▸ Problem statement:
Look through the entries for the string "flags", and copy each line that holds it.

*** Data ***

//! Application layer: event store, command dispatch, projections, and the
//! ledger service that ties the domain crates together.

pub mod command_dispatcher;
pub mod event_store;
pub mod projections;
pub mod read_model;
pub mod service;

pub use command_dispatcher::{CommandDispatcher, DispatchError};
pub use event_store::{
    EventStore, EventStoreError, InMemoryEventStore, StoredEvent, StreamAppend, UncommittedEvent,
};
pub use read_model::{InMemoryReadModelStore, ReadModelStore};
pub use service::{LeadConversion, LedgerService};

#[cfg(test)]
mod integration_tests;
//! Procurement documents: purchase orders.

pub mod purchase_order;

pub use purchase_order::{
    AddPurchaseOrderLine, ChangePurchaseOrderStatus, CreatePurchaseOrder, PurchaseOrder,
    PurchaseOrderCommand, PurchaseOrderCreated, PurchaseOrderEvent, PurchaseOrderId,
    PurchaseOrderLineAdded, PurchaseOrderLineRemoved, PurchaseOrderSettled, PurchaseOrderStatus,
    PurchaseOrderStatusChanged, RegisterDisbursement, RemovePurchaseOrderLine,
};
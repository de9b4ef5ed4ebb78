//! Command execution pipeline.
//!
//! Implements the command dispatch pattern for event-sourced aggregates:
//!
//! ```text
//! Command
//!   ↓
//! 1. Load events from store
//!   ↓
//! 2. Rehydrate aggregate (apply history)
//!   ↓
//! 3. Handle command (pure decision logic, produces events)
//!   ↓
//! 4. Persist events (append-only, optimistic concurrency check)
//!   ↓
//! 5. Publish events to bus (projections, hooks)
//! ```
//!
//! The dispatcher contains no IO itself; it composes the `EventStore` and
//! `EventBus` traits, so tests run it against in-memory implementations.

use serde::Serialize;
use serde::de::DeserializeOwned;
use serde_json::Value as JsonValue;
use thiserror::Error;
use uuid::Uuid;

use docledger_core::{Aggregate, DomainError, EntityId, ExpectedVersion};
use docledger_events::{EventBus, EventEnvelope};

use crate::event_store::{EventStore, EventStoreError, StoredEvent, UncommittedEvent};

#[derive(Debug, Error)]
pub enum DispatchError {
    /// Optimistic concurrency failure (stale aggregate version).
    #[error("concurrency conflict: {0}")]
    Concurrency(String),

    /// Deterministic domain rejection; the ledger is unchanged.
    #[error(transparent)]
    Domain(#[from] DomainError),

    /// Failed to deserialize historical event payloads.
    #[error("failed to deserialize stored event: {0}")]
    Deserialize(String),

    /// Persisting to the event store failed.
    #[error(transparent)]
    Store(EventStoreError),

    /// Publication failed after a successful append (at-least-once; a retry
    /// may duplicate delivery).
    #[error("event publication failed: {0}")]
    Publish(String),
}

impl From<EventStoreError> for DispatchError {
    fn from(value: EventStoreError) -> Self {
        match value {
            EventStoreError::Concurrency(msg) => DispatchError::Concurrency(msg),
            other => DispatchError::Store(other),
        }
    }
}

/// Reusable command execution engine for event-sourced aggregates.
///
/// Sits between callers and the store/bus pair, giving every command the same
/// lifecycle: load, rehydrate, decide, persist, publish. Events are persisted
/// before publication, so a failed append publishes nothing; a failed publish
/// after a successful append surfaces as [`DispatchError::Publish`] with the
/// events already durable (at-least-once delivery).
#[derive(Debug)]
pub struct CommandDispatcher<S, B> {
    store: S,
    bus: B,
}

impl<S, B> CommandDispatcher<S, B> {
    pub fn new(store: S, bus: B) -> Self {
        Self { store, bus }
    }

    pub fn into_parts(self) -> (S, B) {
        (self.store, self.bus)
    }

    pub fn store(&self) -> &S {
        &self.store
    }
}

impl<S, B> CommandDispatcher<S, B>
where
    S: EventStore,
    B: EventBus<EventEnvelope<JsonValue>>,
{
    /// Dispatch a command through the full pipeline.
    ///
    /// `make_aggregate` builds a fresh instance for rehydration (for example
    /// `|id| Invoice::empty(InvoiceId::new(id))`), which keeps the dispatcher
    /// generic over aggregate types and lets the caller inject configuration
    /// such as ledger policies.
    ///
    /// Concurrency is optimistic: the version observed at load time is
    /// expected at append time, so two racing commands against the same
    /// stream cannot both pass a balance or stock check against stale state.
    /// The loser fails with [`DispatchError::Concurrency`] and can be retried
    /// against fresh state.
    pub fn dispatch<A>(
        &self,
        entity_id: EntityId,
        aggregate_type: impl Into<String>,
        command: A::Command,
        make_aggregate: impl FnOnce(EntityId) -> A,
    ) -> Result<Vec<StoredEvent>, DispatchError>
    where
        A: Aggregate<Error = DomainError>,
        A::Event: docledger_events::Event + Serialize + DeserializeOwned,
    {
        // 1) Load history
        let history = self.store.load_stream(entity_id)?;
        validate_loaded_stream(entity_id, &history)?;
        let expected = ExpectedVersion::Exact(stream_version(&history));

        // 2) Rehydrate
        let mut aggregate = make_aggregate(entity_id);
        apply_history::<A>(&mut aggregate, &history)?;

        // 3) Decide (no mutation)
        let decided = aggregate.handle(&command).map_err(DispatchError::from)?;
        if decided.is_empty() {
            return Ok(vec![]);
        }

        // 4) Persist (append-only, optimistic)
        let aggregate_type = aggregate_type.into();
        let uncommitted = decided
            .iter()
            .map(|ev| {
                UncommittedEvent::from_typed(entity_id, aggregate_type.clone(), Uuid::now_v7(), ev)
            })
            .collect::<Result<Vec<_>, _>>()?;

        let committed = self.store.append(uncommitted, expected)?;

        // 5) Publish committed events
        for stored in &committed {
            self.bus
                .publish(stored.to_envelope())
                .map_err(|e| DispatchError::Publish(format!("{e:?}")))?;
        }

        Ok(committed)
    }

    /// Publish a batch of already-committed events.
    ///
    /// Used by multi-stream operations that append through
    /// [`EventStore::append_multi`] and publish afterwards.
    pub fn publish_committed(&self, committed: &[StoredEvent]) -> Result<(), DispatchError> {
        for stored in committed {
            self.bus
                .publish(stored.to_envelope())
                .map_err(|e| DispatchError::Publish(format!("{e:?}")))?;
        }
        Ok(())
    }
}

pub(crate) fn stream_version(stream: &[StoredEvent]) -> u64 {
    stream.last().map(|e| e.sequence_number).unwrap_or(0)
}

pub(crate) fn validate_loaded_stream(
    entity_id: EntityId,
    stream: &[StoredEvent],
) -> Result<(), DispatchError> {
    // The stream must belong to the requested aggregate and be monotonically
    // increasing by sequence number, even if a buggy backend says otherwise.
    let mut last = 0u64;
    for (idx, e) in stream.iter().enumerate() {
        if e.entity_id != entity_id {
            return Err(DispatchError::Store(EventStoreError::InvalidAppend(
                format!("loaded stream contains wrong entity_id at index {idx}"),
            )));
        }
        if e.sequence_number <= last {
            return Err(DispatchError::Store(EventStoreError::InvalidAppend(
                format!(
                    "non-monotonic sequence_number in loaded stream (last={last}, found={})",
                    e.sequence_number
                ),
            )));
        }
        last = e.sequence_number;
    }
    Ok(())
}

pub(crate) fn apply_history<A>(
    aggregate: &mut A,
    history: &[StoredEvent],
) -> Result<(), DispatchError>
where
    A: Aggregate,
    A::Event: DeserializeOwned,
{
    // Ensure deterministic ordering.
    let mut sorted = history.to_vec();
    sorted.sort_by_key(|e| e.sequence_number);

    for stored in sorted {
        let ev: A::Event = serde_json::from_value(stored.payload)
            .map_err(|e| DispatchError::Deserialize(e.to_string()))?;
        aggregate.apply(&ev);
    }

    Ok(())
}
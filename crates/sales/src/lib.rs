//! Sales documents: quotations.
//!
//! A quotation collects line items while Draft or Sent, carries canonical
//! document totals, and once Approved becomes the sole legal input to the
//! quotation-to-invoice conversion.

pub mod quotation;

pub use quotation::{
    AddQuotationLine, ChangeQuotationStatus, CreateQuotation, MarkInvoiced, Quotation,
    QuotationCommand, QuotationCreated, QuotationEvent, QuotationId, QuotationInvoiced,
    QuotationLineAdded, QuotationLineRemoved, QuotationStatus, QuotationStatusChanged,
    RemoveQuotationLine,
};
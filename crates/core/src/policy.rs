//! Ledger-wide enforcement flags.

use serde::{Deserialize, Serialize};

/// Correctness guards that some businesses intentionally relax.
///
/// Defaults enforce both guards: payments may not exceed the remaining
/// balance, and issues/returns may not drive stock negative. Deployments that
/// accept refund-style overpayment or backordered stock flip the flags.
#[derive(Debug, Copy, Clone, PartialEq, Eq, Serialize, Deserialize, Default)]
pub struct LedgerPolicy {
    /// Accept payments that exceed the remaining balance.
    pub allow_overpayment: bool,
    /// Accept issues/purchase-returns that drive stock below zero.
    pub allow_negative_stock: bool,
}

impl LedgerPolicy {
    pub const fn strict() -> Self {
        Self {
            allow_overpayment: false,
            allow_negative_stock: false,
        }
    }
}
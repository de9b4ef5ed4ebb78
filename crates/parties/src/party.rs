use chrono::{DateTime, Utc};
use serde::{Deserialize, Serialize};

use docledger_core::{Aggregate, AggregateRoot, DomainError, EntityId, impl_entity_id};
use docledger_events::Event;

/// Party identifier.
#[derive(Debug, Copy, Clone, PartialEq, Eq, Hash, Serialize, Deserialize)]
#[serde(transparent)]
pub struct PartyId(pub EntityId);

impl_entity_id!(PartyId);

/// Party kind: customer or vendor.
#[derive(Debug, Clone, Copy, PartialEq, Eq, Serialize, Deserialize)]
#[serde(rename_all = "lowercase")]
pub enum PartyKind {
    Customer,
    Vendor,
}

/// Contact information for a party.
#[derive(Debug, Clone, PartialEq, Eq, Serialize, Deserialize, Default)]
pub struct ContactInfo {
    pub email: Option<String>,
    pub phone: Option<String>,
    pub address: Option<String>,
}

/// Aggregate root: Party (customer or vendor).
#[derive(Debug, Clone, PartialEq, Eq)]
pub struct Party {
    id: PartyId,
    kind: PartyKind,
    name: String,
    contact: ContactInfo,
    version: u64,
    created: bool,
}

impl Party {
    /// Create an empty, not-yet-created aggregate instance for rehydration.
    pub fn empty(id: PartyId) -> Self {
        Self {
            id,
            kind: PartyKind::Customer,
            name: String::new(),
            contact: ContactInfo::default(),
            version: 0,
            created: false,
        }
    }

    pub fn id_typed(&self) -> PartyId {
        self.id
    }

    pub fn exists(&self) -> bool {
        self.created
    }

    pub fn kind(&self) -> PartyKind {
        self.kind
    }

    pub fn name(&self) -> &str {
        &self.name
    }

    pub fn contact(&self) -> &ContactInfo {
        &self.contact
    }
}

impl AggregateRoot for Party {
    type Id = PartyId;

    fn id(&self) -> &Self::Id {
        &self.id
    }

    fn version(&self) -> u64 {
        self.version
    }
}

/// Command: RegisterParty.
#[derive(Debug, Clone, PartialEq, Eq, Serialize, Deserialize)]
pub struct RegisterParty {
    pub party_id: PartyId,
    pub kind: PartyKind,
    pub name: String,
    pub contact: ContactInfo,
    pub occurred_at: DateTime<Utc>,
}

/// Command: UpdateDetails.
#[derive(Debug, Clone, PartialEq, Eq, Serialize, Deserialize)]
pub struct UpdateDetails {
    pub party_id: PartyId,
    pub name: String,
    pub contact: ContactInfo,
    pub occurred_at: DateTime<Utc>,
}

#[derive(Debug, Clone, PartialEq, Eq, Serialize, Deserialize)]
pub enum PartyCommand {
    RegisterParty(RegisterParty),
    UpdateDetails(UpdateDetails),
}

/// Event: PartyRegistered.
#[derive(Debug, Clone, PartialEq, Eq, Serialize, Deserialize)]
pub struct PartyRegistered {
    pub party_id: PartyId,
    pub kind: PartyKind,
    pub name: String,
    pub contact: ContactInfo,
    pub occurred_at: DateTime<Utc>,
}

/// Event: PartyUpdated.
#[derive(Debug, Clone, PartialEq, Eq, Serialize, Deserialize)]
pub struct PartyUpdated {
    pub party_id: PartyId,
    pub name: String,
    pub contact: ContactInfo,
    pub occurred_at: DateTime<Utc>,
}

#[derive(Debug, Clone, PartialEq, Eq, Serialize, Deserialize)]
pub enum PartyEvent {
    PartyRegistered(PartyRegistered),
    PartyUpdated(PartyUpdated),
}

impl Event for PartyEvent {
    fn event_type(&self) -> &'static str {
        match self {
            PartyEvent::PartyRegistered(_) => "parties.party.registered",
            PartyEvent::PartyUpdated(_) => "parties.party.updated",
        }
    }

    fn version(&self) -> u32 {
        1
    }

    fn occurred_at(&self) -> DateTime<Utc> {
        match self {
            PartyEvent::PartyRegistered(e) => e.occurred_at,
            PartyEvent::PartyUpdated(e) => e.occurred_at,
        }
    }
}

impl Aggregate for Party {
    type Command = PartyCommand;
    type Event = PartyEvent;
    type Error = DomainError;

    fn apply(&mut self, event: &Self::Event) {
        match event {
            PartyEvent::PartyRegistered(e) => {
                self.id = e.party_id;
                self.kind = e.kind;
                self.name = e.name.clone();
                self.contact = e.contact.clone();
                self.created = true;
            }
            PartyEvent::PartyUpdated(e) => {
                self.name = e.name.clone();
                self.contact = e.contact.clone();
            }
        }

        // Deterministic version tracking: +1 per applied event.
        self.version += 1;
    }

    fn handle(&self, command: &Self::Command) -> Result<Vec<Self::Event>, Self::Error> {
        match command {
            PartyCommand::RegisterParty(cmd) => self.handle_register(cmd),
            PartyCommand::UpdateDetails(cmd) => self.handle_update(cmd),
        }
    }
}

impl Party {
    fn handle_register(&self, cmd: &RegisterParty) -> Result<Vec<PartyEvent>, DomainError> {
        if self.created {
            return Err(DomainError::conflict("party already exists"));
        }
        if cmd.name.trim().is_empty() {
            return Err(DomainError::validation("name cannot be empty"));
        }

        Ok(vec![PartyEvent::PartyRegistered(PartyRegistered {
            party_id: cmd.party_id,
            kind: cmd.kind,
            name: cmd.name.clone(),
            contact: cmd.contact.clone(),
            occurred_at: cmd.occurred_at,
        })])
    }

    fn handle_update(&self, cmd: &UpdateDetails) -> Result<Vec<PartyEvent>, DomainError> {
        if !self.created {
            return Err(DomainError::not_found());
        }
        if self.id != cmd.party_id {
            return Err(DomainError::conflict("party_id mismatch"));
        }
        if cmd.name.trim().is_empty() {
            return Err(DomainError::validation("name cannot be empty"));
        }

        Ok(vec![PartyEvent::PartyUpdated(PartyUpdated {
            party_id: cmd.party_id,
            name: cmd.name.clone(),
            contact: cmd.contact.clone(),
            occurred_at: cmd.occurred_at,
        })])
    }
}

*** End of Data ***

▸ Task result:
//! Ledger-wide enforcement flags.
/// accept refund-style overpayment or backordered stock flip the flags.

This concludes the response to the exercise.